In the records below, count every line containing "bare". Reply with the number only.

STORED DATA:

┄┄┄┄┄┄┄┄┄┄

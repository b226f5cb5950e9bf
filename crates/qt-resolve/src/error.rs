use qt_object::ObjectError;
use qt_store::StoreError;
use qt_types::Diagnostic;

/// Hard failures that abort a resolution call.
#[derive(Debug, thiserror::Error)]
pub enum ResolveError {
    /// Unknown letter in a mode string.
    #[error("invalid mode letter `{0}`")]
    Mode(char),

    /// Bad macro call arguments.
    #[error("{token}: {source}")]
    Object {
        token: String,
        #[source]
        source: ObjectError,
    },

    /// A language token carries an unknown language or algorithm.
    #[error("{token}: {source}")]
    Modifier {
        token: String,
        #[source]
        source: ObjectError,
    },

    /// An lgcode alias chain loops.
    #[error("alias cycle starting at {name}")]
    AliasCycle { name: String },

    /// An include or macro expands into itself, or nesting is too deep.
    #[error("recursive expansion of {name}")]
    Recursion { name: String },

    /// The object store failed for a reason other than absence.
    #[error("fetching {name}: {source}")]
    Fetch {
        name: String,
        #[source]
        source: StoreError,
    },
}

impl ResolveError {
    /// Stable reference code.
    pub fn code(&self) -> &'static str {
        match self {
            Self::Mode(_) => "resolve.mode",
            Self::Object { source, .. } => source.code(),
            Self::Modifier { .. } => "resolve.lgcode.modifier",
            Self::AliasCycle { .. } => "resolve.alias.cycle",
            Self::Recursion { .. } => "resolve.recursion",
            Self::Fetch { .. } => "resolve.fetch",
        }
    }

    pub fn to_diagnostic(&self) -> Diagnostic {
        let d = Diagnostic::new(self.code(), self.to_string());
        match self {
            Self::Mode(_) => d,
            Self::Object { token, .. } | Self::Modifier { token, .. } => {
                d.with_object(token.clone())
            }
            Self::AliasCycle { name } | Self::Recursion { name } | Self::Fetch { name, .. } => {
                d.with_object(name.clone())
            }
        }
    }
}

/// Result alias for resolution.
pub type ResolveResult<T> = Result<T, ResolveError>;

┄┄┄┄┄┄┄┄┄┄

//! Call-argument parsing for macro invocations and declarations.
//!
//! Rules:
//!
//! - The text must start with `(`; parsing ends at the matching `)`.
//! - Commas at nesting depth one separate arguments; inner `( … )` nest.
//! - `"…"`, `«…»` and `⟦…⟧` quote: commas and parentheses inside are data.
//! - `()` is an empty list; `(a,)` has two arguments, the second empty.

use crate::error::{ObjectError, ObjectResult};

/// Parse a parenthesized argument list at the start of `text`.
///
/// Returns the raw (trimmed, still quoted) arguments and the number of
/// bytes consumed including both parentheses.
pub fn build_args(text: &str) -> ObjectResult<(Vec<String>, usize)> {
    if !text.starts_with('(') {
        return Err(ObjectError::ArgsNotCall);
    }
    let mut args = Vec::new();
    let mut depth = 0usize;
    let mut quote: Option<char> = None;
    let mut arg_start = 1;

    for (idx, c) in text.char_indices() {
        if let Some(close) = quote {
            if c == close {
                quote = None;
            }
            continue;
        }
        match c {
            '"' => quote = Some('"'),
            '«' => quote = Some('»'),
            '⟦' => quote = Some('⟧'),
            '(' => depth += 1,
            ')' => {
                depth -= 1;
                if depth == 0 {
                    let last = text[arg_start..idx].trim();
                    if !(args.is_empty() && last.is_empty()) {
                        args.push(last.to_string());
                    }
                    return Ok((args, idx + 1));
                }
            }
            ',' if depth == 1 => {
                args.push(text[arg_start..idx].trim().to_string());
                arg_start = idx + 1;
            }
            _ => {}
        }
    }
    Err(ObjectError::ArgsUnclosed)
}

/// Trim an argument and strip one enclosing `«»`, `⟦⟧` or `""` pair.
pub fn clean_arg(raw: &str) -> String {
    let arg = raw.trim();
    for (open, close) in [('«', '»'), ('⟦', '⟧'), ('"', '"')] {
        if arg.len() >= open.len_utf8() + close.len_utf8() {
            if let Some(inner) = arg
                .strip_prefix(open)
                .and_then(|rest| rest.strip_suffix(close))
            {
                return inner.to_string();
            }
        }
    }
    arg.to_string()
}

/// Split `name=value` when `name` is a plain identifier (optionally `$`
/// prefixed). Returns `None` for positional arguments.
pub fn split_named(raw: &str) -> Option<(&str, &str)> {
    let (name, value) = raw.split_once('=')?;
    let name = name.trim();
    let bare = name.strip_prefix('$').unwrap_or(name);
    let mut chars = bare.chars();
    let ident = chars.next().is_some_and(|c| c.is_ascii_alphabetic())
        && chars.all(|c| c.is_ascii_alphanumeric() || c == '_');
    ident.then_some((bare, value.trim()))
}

┄┄┄┄┄┄┄┄┄┄

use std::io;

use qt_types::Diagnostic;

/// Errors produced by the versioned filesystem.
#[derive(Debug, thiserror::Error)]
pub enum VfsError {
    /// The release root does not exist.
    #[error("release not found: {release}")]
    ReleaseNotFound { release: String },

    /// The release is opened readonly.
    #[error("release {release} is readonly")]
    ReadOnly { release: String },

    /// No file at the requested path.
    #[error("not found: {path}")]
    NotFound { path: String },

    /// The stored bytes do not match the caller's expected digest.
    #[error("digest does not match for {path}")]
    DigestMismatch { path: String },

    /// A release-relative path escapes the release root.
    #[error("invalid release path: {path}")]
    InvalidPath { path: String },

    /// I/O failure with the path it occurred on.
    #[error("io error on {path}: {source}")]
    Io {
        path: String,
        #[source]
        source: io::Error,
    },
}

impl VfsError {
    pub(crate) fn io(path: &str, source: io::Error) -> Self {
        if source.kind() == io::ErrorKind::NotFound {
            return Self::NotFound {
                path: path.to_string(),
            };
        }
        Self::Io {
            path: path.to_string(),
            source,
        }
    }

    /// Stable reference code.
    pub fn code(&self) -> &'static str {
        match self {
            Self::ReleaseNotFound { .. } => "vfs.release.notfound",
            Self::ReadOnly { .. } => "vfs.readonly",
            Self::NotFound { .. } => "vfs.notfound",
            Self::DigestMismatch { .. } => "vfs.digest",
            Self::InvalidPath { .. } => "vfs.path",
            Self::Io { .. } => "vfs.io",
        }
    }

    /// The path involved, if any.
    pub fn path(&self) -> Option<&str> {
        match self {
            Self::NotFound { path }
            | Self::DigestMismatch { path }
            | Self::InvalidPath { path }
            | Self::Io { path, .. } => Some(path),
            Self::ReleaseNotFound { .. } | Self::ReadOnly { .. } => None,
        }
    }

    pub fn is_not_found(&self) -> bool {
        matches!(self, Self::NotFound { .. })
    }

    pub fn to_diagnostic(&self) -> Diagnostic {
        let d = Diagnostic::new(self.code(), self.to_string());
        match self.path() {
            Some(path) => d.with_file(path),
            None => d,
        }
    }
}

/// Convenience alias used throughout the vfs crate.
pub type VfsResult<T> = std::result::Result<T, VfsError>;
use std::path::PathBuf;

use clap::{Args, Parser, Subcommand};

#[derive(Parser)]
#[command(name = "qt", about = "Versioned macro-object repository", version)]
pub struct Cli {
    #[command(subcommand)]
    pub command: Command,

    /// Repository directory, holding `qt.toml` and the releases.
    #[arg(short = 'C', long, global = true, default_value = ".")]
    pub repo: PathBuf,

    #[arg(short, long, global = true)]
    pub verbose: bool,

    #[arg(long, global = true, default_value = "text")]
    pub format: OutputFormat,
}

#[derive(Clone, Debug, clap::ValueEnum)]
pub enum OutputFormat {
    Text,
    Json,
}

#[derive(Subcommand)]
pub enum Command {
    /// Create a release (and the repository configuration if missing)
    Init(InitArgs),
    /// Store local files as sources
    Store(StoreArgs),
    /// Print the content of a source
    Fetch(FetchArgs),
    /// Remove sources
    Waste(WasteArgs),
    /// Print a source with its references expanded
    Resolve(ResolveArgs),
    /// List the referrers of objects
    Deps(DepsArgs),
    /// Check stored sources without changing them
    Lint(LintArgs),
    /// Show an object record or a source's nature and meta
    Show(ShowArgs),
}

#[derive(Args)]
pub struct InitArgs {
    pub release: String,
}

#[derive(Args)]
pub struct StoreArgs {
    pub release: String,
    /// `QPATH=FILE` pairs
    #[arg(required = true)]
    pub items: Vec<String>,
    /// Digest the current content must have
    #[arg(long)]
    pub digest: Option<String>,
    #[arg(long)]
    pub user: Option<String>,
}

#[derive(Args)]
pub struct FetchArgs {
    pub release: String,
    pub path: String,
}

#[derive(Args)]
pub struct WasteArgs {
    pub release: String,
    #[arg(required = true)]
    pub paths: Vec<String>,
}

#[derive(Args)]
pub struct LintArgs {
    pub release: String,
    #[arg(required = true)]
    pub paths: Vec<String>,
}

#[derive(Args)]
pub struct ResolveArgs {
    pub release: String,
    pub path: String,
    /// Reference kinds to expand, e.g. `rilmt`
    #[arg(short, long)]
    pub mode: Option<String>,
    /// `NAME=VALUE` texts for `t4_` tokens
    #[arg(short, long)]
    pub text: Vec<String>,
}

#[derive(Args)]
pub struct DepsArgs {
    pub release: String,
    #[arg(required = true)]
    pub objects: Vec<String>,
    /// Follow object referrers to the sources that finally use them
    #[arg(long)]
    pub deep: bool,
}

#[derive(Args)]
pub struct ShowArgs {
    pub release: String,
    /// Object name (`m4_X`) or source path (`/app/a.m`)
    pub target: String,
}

┄┄┄┄┄┄┄┄┄┄

REPLY: 3